Q. What do Steven Gerrard, Joe Allen and Jordan Henderson all have in common?
A. They are all attacking midfield players who were told by their managers to play in a deep central midfield role.
The result for Gerrard and Allen was an unimaginable level of abuse from some sectors of the fanbase, mainly from those who didn’t seem to realise that the player in question was being asked to perform a completely different function. All many could see was that the player’s goals had dried up and that he was suddenly passing more often. This week we officially find out that Jordan Henderson has been handed the poisoned chalice. We know this because he spoke about it in an interview with the Liverpool Echo:
The Reds skipper has spent most of the opening stages of the campaign operating as a deep-lying central midfielder in Jurgen Klopp’s side.
Klopp and assistant Zeljko Buvac have devoted hours on the training ground at Melwood to explain exactly what they want to see from a player whose talents have previously been utilised further forward.
“I have learned a lot in a very short space of time,” Henderson said.
“I have played as the No 6 or the deep-lying midfielder and I feel as time has gone on I have learned quickly and obviously the manager helps me on the training field.
“I feel I have progressed in that position and I feel comfortable there. It is not too dissimilar to what I did.
“Pre-season I played in that role against AC Milan, and then I moved forward in the game. I think I can do either really.

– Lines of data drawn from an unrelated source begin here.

//! Stop coordination for a running listener.

use tokio::sync::watch;

/// One-shot stop trigger shared between a listener's owner and its serve task.
///
/// Backed by a watch channel, so a subscriber created before or after the
/// trigger observes it, and dropping the `Shutdown` also releases waiters.
#[derive(Debug)]
pub struct Shutdown {
    tx: watch::Sender<bool>,
}

impl Shutdown {
    pub fn new() -> Self {
        let (tx, _) = watch::channel(false);
        Self { tx }
    }

    /// Subscribe to the stop signal.
    pub fn subscribe(&self) -> ShutdownSignal {
        ShutdownSignal {
            rx: self.tx.subscribe(),
        }
    }

    /// Trigger the stop signal. Idempotent.
    pub fn trigger(&self) {
        self.tx.send_replace(true);
    }
}

impl Default for Shutdown {
    fn default() -> Self {
        Self::new()
    }
}

/// Receiving half of [`Shutdown`].
#[derive(Debug, Clone)]
pub struct ShutdownSignal {
    rx: watch::Receiver<bool>,
}

impl ShutdownSignal {
    /// Resolves once the stop signal fires or its `Shutdown` is dropped.
    pub async fn recv(mut self) {
        let _ = self.rx.wait_for(|stopped| *stopped).await;
    }
}

#[cfg(test)]
mod tests {
    use super::*;
    use std::time::Duration;

    #[tokio::test]
    async fn late_subscriber_sees_trigger() {
        let shutdown = Shutdown::new();
        shutdown.trigger();

        tokio::time::timeout(Duration::from_millis(100), shutdown.subscribe().recv())
            .await
            .expect("signal should already be set");
    }

    #[tokio::test]
    async fn dropping_the_trigger_releases_waiters() {
        let shutdown = Shutdown::new();
        let signal = shutdown.subscribe();
        drop(shutdown);

        tokio::time::timeout(Duration::from_millis(100), signal.recv())
            .await
            .expect("waiter should be released");
    }

    #[tokio::test]
    async fn untriggered_signal_stays_pending() {
        let shutdown = Shutdown::new();
        let result = tokio::time::timeout(Duration::from_millis(50), shutdown.subscribe().recv()).await;
        assert!(result.is_err());
    }
}
//! Metrics collection and exposition.
//!
//! # Metrics
//! - `bridge_invocations_total` (counter): invocations by outcome
//! - `bridge_invocation_duration_seconds` (histogram): end-to-end latency
//! - `bridge_server_binds_total` (counter): successful bind+listen sequences
//! - `bridge_server_restarts_total` (counter): conflict-driven address changes
//! - `bridge_server_listening` (gauge): 1 while the backing server listens
//!
//! Recording is a no-op until a recorder is installed, so library users and
//! tests pay nothing for it.

use std::net::SocketAddr;
use std::time::Instant;

use metrics_exporter_prometheus::PrometheusBuilder;

/// Install the Prometheus recorder and its scrape endpoint.
pub fn init_metrics(addr: SocketAddr) {
    match PrometheusBuilder::new().with_http_listener(addr).install() {
        Ok(()) => tracing::info!(address = %addr, "Metrics endpoint listening"),
        Err(e) => tracing::error!(address = %addr, error = %e, "Failed to install metrics exporter"),
    }
}

/// Record one finished invocation.
pub fn record_invocation(outcome: &'static str, start: Instant) {
    metrics::counter!("bridge_invocations_total", "outcome" => outcome).increment(1);
    metrics::histogram!("bridge_invocation_duration_seconds", "outcome" => outcome)
        .record(start.elapsed().as_secs_f64());
}

pub fn record_bind() {
    metrics::counter!("bridge_server_binds_total").increment(1);
}

pub fn record_restart() {
    metrics::counter!("bridge_server_restarts_total").increment(1);
}

pub fn set_listening(listening: bool) {
    metrics::gauge!("bridge_server_listening").set(if listening { 1.0 } else { 0.0 });
}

“Being the No 6 is more disciplined. When the team is going forward I am thinking more about protection and how I can help and what I need to do rather than running forward and getting in the box all the time. When you are more advanced you are more free to run off in behind and get further up the pitch.”
This interview helps to explain a couple of issues. Firstly, why when there was a sizeable purge of players over the Summer Klopp seemed genuinely surprised when it was suggested Henderson would be one of those to go. It appears that Klopp had singled out Henderson early on for this specific role and in retrospect it makes perfect sense. We all know Henderson’s weakness is his shooting but we also know his strong points are his passing, especially his long-range passing, his chasing down of players to win back possession and his robust tackling. Therefore, It’s not that surprising that Klopp decided to move Henderson back into a role more akin to a playmaker. Secondly, it explains why we’re not seeing Henderson arriving late into the box like we have done on previous occasions, playing as a box-to-box midfielder is no longer part of his brief.
It’s worth noting that Henderson has completed 209 passes this season, the highest amount of any player in the Premier League. This would indicate two things: a) Henderson’s role has indeed become more like that of a playmaker, and b) Henderson hasn’t been as inaccurate as some would have you believe.
However, all this evidence explaining Henderson’s circumstances will still not sway a large proportion of Liverpool supporters who continue to doubt him. The problem is that many of them will be measuring him with the wrong yardstick. Some will expect a dynamic box- to-box midfielder reminiscent of an early Gerrard. What we have instead is an apprentice Pirlo. Henderson has already had to shoulder the criticism of his performances last season, a completely unjust situation given that his injuries were beyond his control, and I fear he may feel the brunt of the fans this season due to a positional decision taken by Klopp, not himself.